Es gab auch Baustellen in den alten Bundesländern, zum Beispiel das Kernkraftwerk Hamm-Uentrop, das heute zu den größten Fehlentwicklungen bei deutschen Projekten gezählt wird und nach mehreren Störfällen nur wenige Monate in Betrieb war. „Wir waren eine super Truppe mit sehr motivierten Mitarbeitern. Das hat wirklich Spaß gemacht“, erinnert sich Hans-Georg Richter, der einige Jahre in Essen und am Ende seines Arbeitslebens in Hamburg lebte. Das Gaskraftwerk Moorburg hat der Hoyerswerdaer als letztes „platt gemacht“.

„Damals, 2004/05, habe ich natürlich darüber nachgedacht, wie das Ausstiegsszenario für mich wird“, erinnert sich Hans-Georg Richter. Aber er wäre in Hamburg nicht richtig zufrieden geworden, weil sich Hans-Georg Richter in seinem Ruhestand handwerklich ausleben wollte, und eine große Werkstatt in Hamburg finanziell utopisch war. Also ging es zurück in die alte Heimat, zumal auch die Eltern noch lebten. „In den letzten Jahren in Essen und in Hamburg hatte ich meine Liebe zu alten Fahrzeugen entdeckt, vielleicht, weil auch mein Vater ein leidenschaftlicher Fahrer war. Ich habe Ausschau gehalten und alte Fahrzeuge aufgekauft, teilweise fast Schrott, mit dem Gedanken: Wenn Du mal Rentner bist, machst Du Dich drüber her. Sonst gehst Du als Rentner noch der Frau auf die Nerven“.

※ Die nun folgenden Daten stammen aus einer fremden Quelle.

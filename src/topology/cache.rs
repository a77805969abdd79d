//! Reading topology snapshots written by the scanner.

use crate::config;
use crate::models::NetworkTopology;
use std::error::Error;
use std::path::Path;

/// Read a topology snapshot from a JSON file.
///
/// # Arguments
/// * `cache_file` - Optional path to a specific snapshot. If None, uses
///   [`config::DEFAULT_TOPOLOGY_FILE`].
///
/// # Returns
/// * `Ok(NetworkTopology)` - The parsed snapshot
/// * `Err` - If the file is missing or the JSON does not match the model
pub fn read_topology(cache_file: Option<&str>) -> Result<NetworkTopology, Box<dyn Error>> {
    let cache_file = cache_file.unwrap_or(config::DEFAULT_TOPOLOGY_FILE);

    if !Path::new(cache_file).exists() {
        return Err(format!("Topology file does not exist: {cache_file}").into());
    }
    log::info!("Reading topology from: {cache_file}");

    let json = std::fs::read_to_string(cache_file)
        .map_err(|e| format!("Error reading topology file {cache_file}: {e}"))?;
    let topology = parse_topology(&json)
        .map_err(|e| format!("Error parsing topology file {cache_file}: {e}"))?;

    log::info!(
        "Loaded scan '{}' with {} project(s), {} subnet(s)",
        topology.scan_id,
        topology.projects.len(),
        topology.subnet_count()
    );
    Ok(topology)
}

/// Parse snapshot JSON, reporting the path of the first mismatching field.
pub fn parse_topology(json: &str) -> Result<NetworkTopology, Box<dyn Error>> {
    let mut deserializer = serde_json::Deserializer::from_str(json);
    let topology: NetworkTopology = serde_path_to_error::deserialize(&mut deserializer)
        .map_err(|e| format!("path={} error={}", e.path(), e))?;
    Ok(topology)
}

Richter hatte verschiedene Garagen angemietet, bis sich jene Gelegenheit mit der Halle in Weißkollm ergab, wo sich auch alte Maschinen finden, die Richter bei den Abbrucharbeiten vor dem Schrott rettete. Seit fast 20 Jahren schraubt Richter nun schon in seiner Halle, hilft auch gern anderen. „Die Fahrzeuge sind nicht fürs Museum, sie sind zum Fahren da“, sagt er und nimmt ab und an und nur aus Spaß auch an verschiedenen Oldtimer-Rallyes teil mit wechselnden Fahrzeugen. „Mal fahre ich mit dem Motorrad, mal mit der Harley, mal mit der Indian. Oder wir nehmen den Landrover, oder den MG, oder irgendein anderes. Meine Frau kommt immer mit und findet das auch toll.“

Hans-Georg Richter war auch mal Geschäftsführer des Harley-Davidson-Clubs in Hoyerswerda, half den „Jungs“ beim Erwerb eines Geländes mit Clubhaus. Auf der Suche nach einem geeigneten Gelände stieß er übrigens auch auf das denkmalgeschützte Häuschen, in dem er heute – nach einem An- und Umbau lebt.

„Ich wünschte mir, für die Politik genauso wie auch für die normalen Leute zum Beispiel in den Oldtimer-Clubs, dass alle mehr über den Tellerrand hinaus schauen“, sagt Richter, der als Bürger zum Beispiel auch im Stadtrat kein Blatt vor den Mund nimmt und sich so ab und zu in die Kommunalpolitik einmischt.

Es sei schön, immer wieder neue Erfahrungen zu machen. Dass das auch für seine privaten Urlaube mit Wohnmobil auf der ganzen Welt zutrifft, ist völlig klar. Aber auch auf ganz andere Dinge: „Als die Segelfliegerschule in Nardt per kleinen Artikel fürs Sommerlager Nachwuchs fürs Segelfliegen suchte – mindestens 14 Jahre und mit Einwilligung der Eltern, hab ich angerufen und gefragt, ob es denn auch eine Obergrenze gibt“, erzählt er lachend. Als sie dann tatsächlich teilnahmen, waren sogar Zeitung und Fernsehen da.

Langweilig wird es bei Richters nie. Zum Beispiel gibt es ja auch noch das Kneipenorchester, in dem Hans-Georg Richter Banjo spielt. Die nächsten Rallye-Teilnahmen sind auch schon in Planung. Und gerade wartet ein Verkaufstermin: Hans-Georg Richter trennt sich von einem alten Wartburg. „Ich verkaufe nur an Leute, wo ich weiß, dass die Autos in guten Händen sind.“ Die Halle in Weißkollm wartet. Gerade jetzt kurz vor dem Frühling: „Ich muss die ganzen Fahrzeuge wieder in Gang bringen. Jetzt, mit dem neuen, beigemischten Sprit, ist über den Winter vieles verstopft, viel Arbeit“, sagt Hans-Georg Richter.